**To do:** Reproduce each record exactly, leaving nothing out.

Dataset entries:
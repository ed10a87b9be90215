//! LLM provider factory.
//!
//! This module creates LLM clients from a provider name, resolving
//! endpoints and injecting secrets.

use crate::client::LlmClient;
use crate::providers::{GeminiClient, OfflineClient, OllamaClient};
use crate::types::ProviderType;
use std::sync::Arc;

/// Create an LLM client based on the provider name.
///
/// # Arguments
/// * `provider` - Provider identifier ("ollama", "gemini", "offline")
/// * `endpoint` - Optional custom endpoint URL
/// * `api_key` - Optional API key (for providers that require it)
///
/// # Errors
/// Returns error if the provider is unknown or a required secret is missing.
pub fn create_client(
    provider: &str,
    endpoint: Option<&str>,
    api_key: Option<&str>,
) -> Result<Arc<dyn LlmClient>, String> {
    let provider_type =
        ProviderType::parse(provider).ok_or_else(|| format!("Unknown provider: {}", provider))?;

    tracing::debug!("Creating {} client", provider_type.as_str());

    match provider_type {
        ProviderType::Ollama => {
            let base_url = endpoint.unwrap_or(OllamaClient::DEFAULT_BASE_URL);
            Ok(Arc::new(OllamaClient::with_base_url(base_url)))
        }
        ProviderType::Gemini => {
            let api_key = api_key.ok_or_else(|| "Gemini provider requires API key".to_string())?;
            let base_url = endpoint.unwrap_or(GeminiClient::DEFAULT_BASE_URL);
            Ok(Arc::new(GeminiClient::with_base_url(base_url, api_key)))
        }
        ProviderType::Offline => Ok(Arc::new(OfflineClient)),
    }
}

#[cfg(test)]
mod tests {
    use super::*;

    #[test]
    fn test_create_ollama_client() {
        let client = create_client("ollama", None, None).unwrap();
        assert_eq!(client.provider_name(), "ollama");
    }

    #[test]
    fn test_create_ollama_with_custom_endpoint() {
        let client = create_client("ollama", Some("http://localhost:8080"), None);
        assert!(client.is_ok());
    }

    #[test]
    fn test_gemini_requires_api_key() {
        match create_client("gemini", None, None) {
            Err(err) => assert!(err.contains("Gemini provider requires API key")),
            Ok(_) => panic!("Expected error for Gemini without API key"),
        }

        let client = create_client("gemini", None, Some("key")).unwrap();
        assert_eq!(client.provider_name(), "gemini");
    }

    #[test]
    fn test_create_offline_client() {
        let client = create_client("offline", None, None).unwrap();
        assert_eq!(client.provider_name(), "offline");
    }

    #[test]
    fn test_unknown_provider() {
        match create_client("unknown", None, None) {
            Err(err) => assert!(err.contains("Unknown provider")),
            Ok(_) => panic!("Expected error for unknown provider"),
        }
    }
}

**Solved problem:**
repository ed10a87b9be90215
//! LLM provider factory.
//!
//! This module creates LLM clients from a provider name, resolving
//! endpoints and injecting secrets.

use crate::client::LlmClient;
use crate::providers::{GeminiClient, OfflineClient, OllamaClient};
use crate::types::ProviderType;
use std::sync::Arc;

/// Create an LLM client based on the provider name.
///
/// # Arguments
/// * `provider` - Provider identifier ("ollama", "gemini", "offline")
/// * `endpoint` - Optional custom endpoint URL
/// * `api_key` - Optional API key (for providers that require it)
///
/// # Errors
/// Returns error if the provider is unknown or a required secret is missing.
pub fn create_client(
    provider: &str,
    endpoint: Option<&str>,
    api_key: Option<&str>,
) -> Result<Arc<dyn LlmClient>, String> {
    let provider_type =
        ProviderType::parse(provider).ok_or_else(|| format!("Unknown provider: {}", provider))?;

    tracing::debug!("Creating {} client", provider_type.as_str());

    match provider_type {
        ProviderType::Ollama => {
            let base_url = endpoint.unwrap_or(OllamaClient::DEFAULT_BASE_URL);
            Ok(Arc::new(OllamaClient::with_base_url(base_url)))
        }
        ProviderType::Gemini => {
            let api_key = api_key.ok_or_else(|| "Gemini provider requires API key".to_string())?;
            let base_url = endpoint.unwrap_or(GeminiClient::DEFAULT_BASE_URL);
            Ok(Arc::new(GeminiClient::with_base_url(base_url, api_key)))
        }
        ProviderType::Offline => Ok(Arc::new(OfflineClient)),
    }
}

#[cfg(test)]
mod tests {
    use super::*;

    #[test]
    fn test_create_ollama_client() {
        let client = create_client("ollama", None, None).unwrap();
        assert_eq!(client.provider_name(), "ollama");
    }

    #[test]
    fn test_create_ollama_with_custom_endpoint() {
        let client = create_client("ollama", Some("http://localhost:8080"), None);
        assert!(client.is_ok());
    }

    #[test]
    fn test_gemini_requires_api_key() {
        match create_client("gemini", None, None) {
            Err(err) => assert!(err.contains("Gemini provider requires API key")),
            Ok(_) => panic!("Expected error for Gemini without API key"),
        }

        let client = create_client("gemini", None, Some("key")).unwrap();
        assert_eq!(client.provider_name(), "gemini");
    }

    #[test]
    fn test_create_offline_client() {
        let client = create_client("offline", None, None).unwrap();
        assert_eq!(client.provider_name(), "offline");
    }

    #[test]
    fn test_unknown_provider() {
        match create_client("unknown", None, None) {
            Err(err) => assert!(err.contains("Unknown provider")),
            Ok(_) => panic!("Expected error for unknown provider"),
        }
    }
}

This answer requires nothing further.